Problem description —
Whenever a line in the entries below contains "future", copy that line.

......

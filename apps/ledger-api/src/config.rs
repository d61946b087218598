//! Ledger API configuration module.
//!
//! Configuration is loaded from environment variables with fallback to defaults.

use ledger_db::DbConfig;
use std::env;
use std::net::SocketAddr;
use std::path::PathBuf;
use std::time::Duration;

/// Ledger API configuration.
#[derive(Debug, Clone)]
pub struct ApiConfig {
    /// Address the HTTP server binds to
    pub bind_addr: SocketAddr,

    /// SQLite database file
    pub database_path: PathBuf,

    /// Connection pool size
    pub db_max_connections: u32,

    /// Wait for a pooled connection before failing the request
    pub db_acquire_timeout: Duration,

    /// Apply pending migrations at startup
    pub run_migrations: bool,
}

impl ApiConfig {
    /// Load configuration from environment variables.
    pub fn load() -> Result<Self, ConfigError> {
        Self::from_lookup(|key| env::var(key).ok())
    }

    /// Load configuration through `lookup`, so tests need not touch the
    /// process environment.
    pub fn from_lookup(lookup: impl Fn(&str) -> Option<String>) -> Result<Self, ConfigError> {
        let config = ApiConfig {
            bind_addr: lookup("LEDGER_BIND_ADDR")
                .unwrap_or_else(|| "0.0.0.0:8080".to_string())
                .parse()
                .map_err(|_| ConfigError::InvalidValue("LEDGER_BIND_ADDR".to_string()))?,

            database_path: lookup("LEDGER_DATABASE_PATH")
                .unwrap_or_else(|| "./ledger.db".to_string())
                .into(),

            db_max_connections: lookup("LEDGER_DB_MAX_CONNECTIONS")
                .unwrap_or_else(|| "5".to_string())
                .parse()
                .map_err(|_| ConfigError::InvalidValue("LEDGER_DB_MAX_CONNECTIONS".to_string()))?,

            db_acquire_timeout: lookup("LEDGER_DB_ACQUIRE_TIMEOUT_SECS")
                .unwrap_or_else(|| "30".to_string())
                .parse()
                .map(Duration::from_secs)
                .map_err(|_| {
                    ConfigError::InvalidValue("LEDGER_DB_ACQUIRE_TIMEOUT_SECS".to_string())
                })?,

            run_migrations: lookup("LEDGER_RUN_MIGRATIONS")
                .unwrap_or_else(|| "true".to_string())
                .parse()
                .map_err(|_| ConfigError::InvalidValue("LEDGER_RUN_MIGRATIONS".to_string()))?,
        };

        if config.db_max_connections == 0 {
            return Err(ConfigError::InvalidValue(
                "LEDGER_DB_MAX_CONNECTIONS".to_string(),
            ));
        }

        if config.database_path.as_os_str().is_empty() {
            return Err(ConfigError::MissingRequired(
                "LEDGER_DATABASE_PATH".to_string(),
            ));
        }

        Ok(config)
    }

    /// Database settings derived from this configuration.
    pub fn db_config(&self) -> DbConfig {
        DbConfig::new(&self.database_path)
            .max_connections(self.db_max_connections)
            .acquire_timeout(self.db_acquire_timeout)
            .run_migrations(self.run_migrations)
    }
}

/// Configuration error types.
#[derive(Debug, thiserror::Error)]
pub enum ConfigError {
    #[error("Invalid value for {0}")]
    InvalidValue(String),

    #[error("Missing required configuration: {0}")]
    MissingRequired(String),
}
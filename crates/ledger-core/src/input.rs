//! # Operation Inputs
//!
//! Typed payloads for the mutating ledger operations. Each input is
//! validated here, before the ledger touches the database.
//!
//! ```text
//! HTTP JSON ──► DTO (ledger-api) ──► CreateDiscountInput ──► validate() ──► ledger
//! ```

use chrono::{DateTime, Utc};

use crate::error::CoreError;
use crate::money::Money;
use crate::types::{ApplicableTo, Discount, DiscountType};
use crate::validation::{
    collect, into_result, validate_code, validate_min_purchase_cents, validate_name,
    validate_usage_amount, validate_usage_limit, validate_window, value_to_units,
    ValidationResult,
};

// =============================================================================
// Create
// =============================================================================

/// Payload for creating a discount.
#[derive(Debug, Clone, PartialEq)]
pub struct CreateDiscountInput {
    pub name: String,
    pub code: String,
    pub description: Option<String>,
    pub discount_type: DiscountType,
    /// Percent for percentage discounts, cents for fixed amounts.
    pub value: f64,
    pub min_purchase_cents: Option<i64>,
    pub applicable_to: ApplicableTo,
    pub products: Vec<String>,
    pub categories: Vec<String>,
    pub valid_from: DateTime<Utc>,
    pub valid_to: DateTime<Utc>,
    /// Defaults to true.
    pub is_active: Option<bool>,
    /// Used only when the caller context carries no store.
    pub store_id: Option<String>,
    pub usage_limit: Option<i64>,
}

impl CreateDiscountInput {
    /// Minimal input; optional fields take their defaults.
    pub fn new(
        name: impl Into<String>,
        code: impl Into<String>,
        discount_type: DiscountType,
        value: f64,
        valid_from: DateTime<Utc>,
        valid_to: DateTime<Utc>,
    ) -> Self {
        CreateDiscountInput {
            name: name.into(),
            code: code.into(),
            description: None,
            discount_type,
            value,
            min_purchase_cents: None,
            applicable_to: ApplicableTo::AllProducts,
            products: Vec::new(),
            categories: Vec::new(),
            valid_from,
            valid_to,
            is_active: None,
            store_id: None,
            usage_limit: None,
        }
    }

    /// Checks every field rule and reports all failures together.
    pub fn validate(&self) -> Result<(), CoreError> {
        let mut errors = Vec::new();

        collect(&mut errors, validate_name(&self.name));
        collect(&mut errors, validate_code(&self.code));
        collect(
            &mut errors,
            value_to_units(self.discount_type, self.value).map(|_| ()),
        );
        if let Some(min) = self.min_purchase_cents {
            collect(&mut errors, validate_min_purchase_cents(min));
        }
        if let Some(limit) = self.usage_limit {
            collect(&mut errors, validate_usage_limit(limit));
        }
        collect(&mut errors, validate_window(self.valid_from, self.valid_to));

        into_result(errors)
    }

    /// Builds the record to insert. Counters start at zero.
    pub fn into_discount(
        self,
        id: String,
        store_id: String,
        now: DateTime<Utc>,
    ) -> Result<Discount, CoreError> {
        let value = value_to_units(self.discount_type, self.value)?;

        Ok(Discount {
            id,
            name: self.name.trim().to_string(),
            code: self.code.trim().to_string(),
            description: self.description,
            discount_type: self.discount_type,
            value,
            min_purchase_cents: self.min_purchase_cents,
            applicable_to: self.applicable_to,
            products: self.products,
            categories: self.categories,
            valid_from: self.valid_from,
            valid_to: self.valid_to,
            is_active: self.is_active.unwrap_or(true),
            store_id,
            usage_limit: self.usage_limit,
            usage_count: 0,
            total_discount: Money::zero(),
            created_at: now,
            updated_at: now,
        })
    }
}

// =============================================================================
// Update
// =============================================================================

/// Partial update. `None` leaves a field unchanged.
///
/// Nullable fields are doubled: `Some(None)` clears the stored value,
/// so a usage cap or minimum purchase can be removed again.
///
/// Owner store and the usage counters are not editable here; counters
/// only move through usage accounting.
#[derive(Debug, Clone, Default, PartialEq)]
pub struct UpdateDiscountInput {
    pub name: Option<String>,
    pub code: Option<String>,
    pub description: Option<Option<String>>,
    pub discount_type: Option<DiscountType>,
    /// Caller units, read against the type after the merge.
    pub value: Option<f64>,
    pub min_purchase_cents: Option<Option<i64>>,
    pub applicable_to: Option<ApplicableTo>,
    pub products: Option<Vec<String>>,
    pub categories: Option<Vec<String>>,
    pub valid_from: Option<DateTime<Utc>>,
    pub valid_to: Option<DateTime<Utc>>,
    pub is_active: Option<bool>,
    pub usage_limit: Option<Option<i64>>,
}

impl UpdateDiscountInput {
    /// Checks whether the update changes anything.
    pub fn is_empty(&self) -> bool {
        *self == UpdateDiscountInput::default()
    }

    /// Merges the present fields into `discount`.
    ///
    /// A type change without a new value keeps the number the caller
    /// sees, so fixed 500 (cents) becomes 500 percent and is rejected.
    /// Nothing is written when the value cannot be converted.
    pub fn apply(self, discount: &mut Discount) -> ValidationResult<()> {
        let discount_type = self.discount_type.unwrap_or(discount.discount_type);
        let units = match (self.value, self.discount_type) {
            (Some(value), _) => Some(value_to_units(discount_type, value)?),
            (None, Some(_)) => {
                let shown = discount.discount_type.value_from_units(discount.value);
                Some(value_to_units(discount_type, shown)?)
            }
            (None, None) => None,
        };

        discount.discount_type = discount_type;
        if let Some(units) = units {
            discount.value = units;
        }
        if let Some(name) = self.name {
            discount.name = name.trim().to_string();
        }
        if let Some(code) = self.code {
            discount.code = code.trim().to_string();
        }
        if let Some(description) = self.description {
            discount.description = description;
        }
        if let Some(min) = self.min_purchase_cents {
            discount.min_purchase_cents = min;
        }
        if let Some(applicable_to) = self.applicable_to {
            discount.applicable_to = applicable_to;
        }
        if let Some(products) = self.products {
            discount.products = products;
        }
        if let Some(categories) = self.categories {
            discount.categories = categories;
        }
        if let Some(valid_from) = self.valid_from {
            discount.valid_from = valid_from;
        }
        if let Some(valid_to) = self.valid_to {
            discount.valid_to = valid_to;
        }
        if let Some(is_active) = self.is_active {
            discount.is_active = is_active;
        }
        if let Some(limit) = self.usage_limit {
            discount.usage_limit = limit;
        }

        Ok(())
    }
}

// =============================================================================
// Usage
// =============================================================================

/// Amount taken off one completed sale.
#[derive(Debug, Clone, Copy, PartialEq, Eq)]
pub struct IncrementUsageInput {
    pub amount: Money,
}

impl IncrementUsageInput {
    pub fn new(amount: Money) -> Self {
        IncrementUsageInput { amount }
    }

    pub fn validate(&self) -> Result<(), CoreError> {
        validate_usage_amount(self.amount)?;
        Ok(())
    }
}

// =============================================================================
// Unit Tests
// =============================================================================
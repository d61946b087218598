//! # Discount Ledger API
//!
//! HTTP server for the discount ledger.
//!
//! ## Architecture
//! ```text
//! ┌─────────────────────────────────────────────────────────────────────────┐
//! │                        Ledger API Server                                │
//! │                                                                         │
//! │  Checkout ───► HTTP (8080) ───► DiscountLedger ───► SQLite (WAL)      │
//! │  Back-office ─┘                                                        │
//! └─────────────────────────────────────────────────────────────────────────┘
//! ```

use tokio::net::TcpListener;
use tracing::{error, info};
use tracing_subscriber::EnvFilter;

use ledger_api::config::ApiConfig;
use ledger_api::{build_router, AppState};
use ledger_db::Database;

#[tokio::main]
async fn main() -> anyhow::Result<()> {
    init_tracing();

    info!("Starting discount ledger API...");

    // Load configuration
    let config = ApiConfig::load()?;
    info!(
        addr = %config.bind_addr,
        db_path = %config.database_path.display(),
        max_connections = config.db_max_connections,
        "Configuration loaded"
    );

    // Open database (runs migrations unless disabled)
    let db = Database::new(config.db_config()).await?;
    info!("Database ready");

    let app = build_router(AppState::new(db.clone()));

    let listener = TcpListener::bind(config.bind_addr).await?;
    info!(addr = %config.bind_addr, "HTTP server listening");

    axum::serve(listener, app)
        .with_graceful_shutdown(shutdown_signal())
        .await?;

    db.close().await;
    info!("Server shutdown complete");
    Ok(())
}

/// Initializes the tracing subscriber for structured logging.
///
/// ## Log Levels
/// - `RUST_LOG=debug` - Show debug messages
/// - `RUST_LOG=ledger_db=trace` - Show trace for the storage crate only
/// - Default: INFO, with debug for the ledger crates
fn init_tracing() {
    let filter = EnvFilter::try_from_default_env()
        .unwrap_or_else(|_| EnvFilter::new("info,ledger_api=debug,ledger_db=debug,sqlx=warn"));

    tracing_subscriber::fmt()
        .with_env_filter(filter)
        .with_target(true)
        .init();
}

/// Graceful shutdown signal handler.
async fn shutdown_signal() {
    let ctrl_c = async {
        if let Err(e) = tokio::signal::ctrl_c().await {
            error!(?e, "Failed to listen for Ctrl+C");
            std::future::pending::<()>().await;
        }
    };

    #[cfg(unix)]
    let terminate = async {
        match tokio::signal::unix::signal(tokio::signal::unix::SignalKind::terminate()) {
            Ok(mut signal) => {
                signal.recv().await;
            }
            Err(e) => {
                error!(?e, "Failed to install SIGTERM handler");
                std::future::pending::<()>().await;
            }
        }
    };

    #[cfg(not(unix))]
    let terminate = std::future::pending::<()>();

    tokio::select! {
        _ = ctrl_c => {},
        _ = terminate => {},
    }

    info!("Shutdown signal received, starting graceful shutdown...");
}
//! # Error Types
//!
//! Domain-specific error types for ledger-core.
//!
//! ## Error Hierarchy
//! ```text
//! ┌─────────────────────────────────────────────────────────────────────────┐
//! │                         Error Types                                     │
//! │                                                                         │
//! │  ledger-core errors (this file)                                        │
//! │  ├── CoreError        - Discount rule violations                       │
//! │  └── ValidationError  - One field failed an input check                │
//! │                                                                         │
//! │  ledger-db errors (separate crate)                                     │
//! │  ├── DbError          - Database operation failures                    │
//! │  └── LedgerError      - What a ledger caller sees                      │
//! │                                                                         │
//! │  HTTP errors (in app)                                                  │
//! │  └── ApiError         - Serialized JSON body + status code             │
//! │                                                                         │
//! │  Flow: ValidationError → CoreError → LedgerError → ApiError            │
//! └─────────────────────────────────────────────────────────────────────────┘
//! ```
//!
//! ## Design Principles
//! 1. Use `thiserror` for derive macros (not manual impl)
//! 2. Include context in error messages (code, ID, limit)
//! 3. Errors are enum variants, never String
//! 4. Each error variant maps to a user-facing message

use thiserror::Error;

// =============================================================================
// Core Error
// =============================================================================

/// Discount rule errors.
///
/// These errors represent business rule violations. The ledger service
/// translates them into its caller-facing taxonomy.
#[derive(Debug, Error)]
pub enum CoreError {
    /// Discount cannot be found in the caller's store scope.
    ///
    /// ## When This Occurs
    /// - Discount ID doesn't exist
    /// - Discount belongs to another store (presented identically)
    #[error("Discount not found: {0}")]
    DiscountNotFound(String),

    /// Neither the caller context nor the payload names a store.
    #[error("Store ID is required")]
    StoreRequired,

    /// Discount has no usage headroom left.
    ///
    /// ## User Workflow
    /// ```text
    /// Checkout completes with code SUMMER10
    ///      │
    ///      ▼
    /// increment usage: count=100, limit=100
    ///      │
    ///      ▼
    /// UsageLimitReached { code: "SUMMER10", limit: 100 }
    ///      │
    ///      ▼
    /// UI shows: "Discount usage limit reached"
    /// ```
    #[error("Discount usage limit reached for {code} (limit {limit})")]
    UsageLimitReached { code: String, limit: i64 },

    /// Several fields failed validation at once.
    #[error("Validation failed: {}", join_messages(.0))]
    InvalidFields(Vec<ValidationError>),

    /// Validation error (wraps ValidationError).
    #[error("Validation error: {0}")]
    Validation(#[from] ValidationError),
}

fn join_messages(errors: &[ValidationError]) -> String {
    errors
        .iter()
        .map(ToString::to_string)
        .collect::<Vec<_>>()
        .join("; ")
}

// =============================================================================
// Validation Error
// =============================================================================

/// Input validation errors.
///
/// These errors occur when caller input doesn't meet requirements.
/// Used for early validation before anything touches the database.
#[derive(Debug, Clone, PartialEq, Eq, Error)]
pub enum ValidationError {
    /// A required field is missing or empty.
    #[error("{field} is required")]
    Required { field: String },

    /// Field value is too long.
    #[error("{field} must be at most {max} characters")]
    TooLong { field: String, max: usize },

    /// Numeric value is out of range.
    #[error("{field} must be between {min} and {max}")]
    OutOfRange { field: String, min: i64, max: i64 },

    /// Invalid format (e.g., invalid UUID, bad characters in a code).
    #[error("{field} has invalid format: {reason}")]
    InvalidFormat { field: String, reason: String },

    /// Value is not in allowed set.
    #[error("{field} must be one of: {allowed:?}")]
    NotAllowed { field: String, allowed: Vec<String> },

    /// Two fields contradict each other (e.g., window ends before it starts).
    #[error("{field} must not be before {other}")]
    OutOfOrder { field: String, other: String },
}

impl ValidationError {
    /// Name of the field this error is about.
    pub fn field(&self) -> &str {
        match self {
            ValidationError::Required { field }
            | ValidationError::TooLong { field, .. }
            | ValidationError::OutOfRange { field, .. }
            | ValidationError::InvalidFormat { field, .. }
            | ValidationError::NotAllowed { field, .. }
            | ValidationError::OutOfOrder { field, .. } => field,
        }
    }
}

// =============================================================================
// Result Type Alias
// =============================================================================

/// Convenience type alias for Results with CoreError.
pub type CoreResult<T> = Result<T, CoreError>;

// =============================================================================
// Unit Tests
// =============================================================================

#[cfg(test)]
mod tests {
    use super::*;

    #[test]
    fn test_error_messages() {
        let err = CoreError::UsageLimitReached {
            code: "SUMMER10".to_string(),
            limit: 100,
        };
        assert_eq!(
            err.to_string(),
            "Discount usage limit reached for SUMMER10 (limit 100)"
        );
        assert_eq!(CoreError::StoreRequired.to_string(), "Store ID is required");
    }

    #[test]
    fn test_invalid_fields_joins_messages() {
        let err = CoreError::InvalidFields(vec![
            ValidationError::Required {
                field: "name".to_string(),
            },
            ValidationError::Required {
                field: "code".to_string(),
            },
        ]);
        assert_eq!(
            err.to_string(),
            "Validation failed: name is required; code is required"
        );
    }

    #[test]
    fn test_validation_converts_to_core_error() {
        let validation_err = ValidationError::Required {
            field: "code".to_string(),
        };
        assert_eq!(validation_err.field(), "code");
        let core_err: CoreError = validation_err.into();
        assert!(matches!(core_err, CoreError::Validation(_)));
    }
}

......

Response below —
            std::future::pending::<()>().await;
                std::future::pending::<()>().await;
    let terminate = std::future::pending::<()>();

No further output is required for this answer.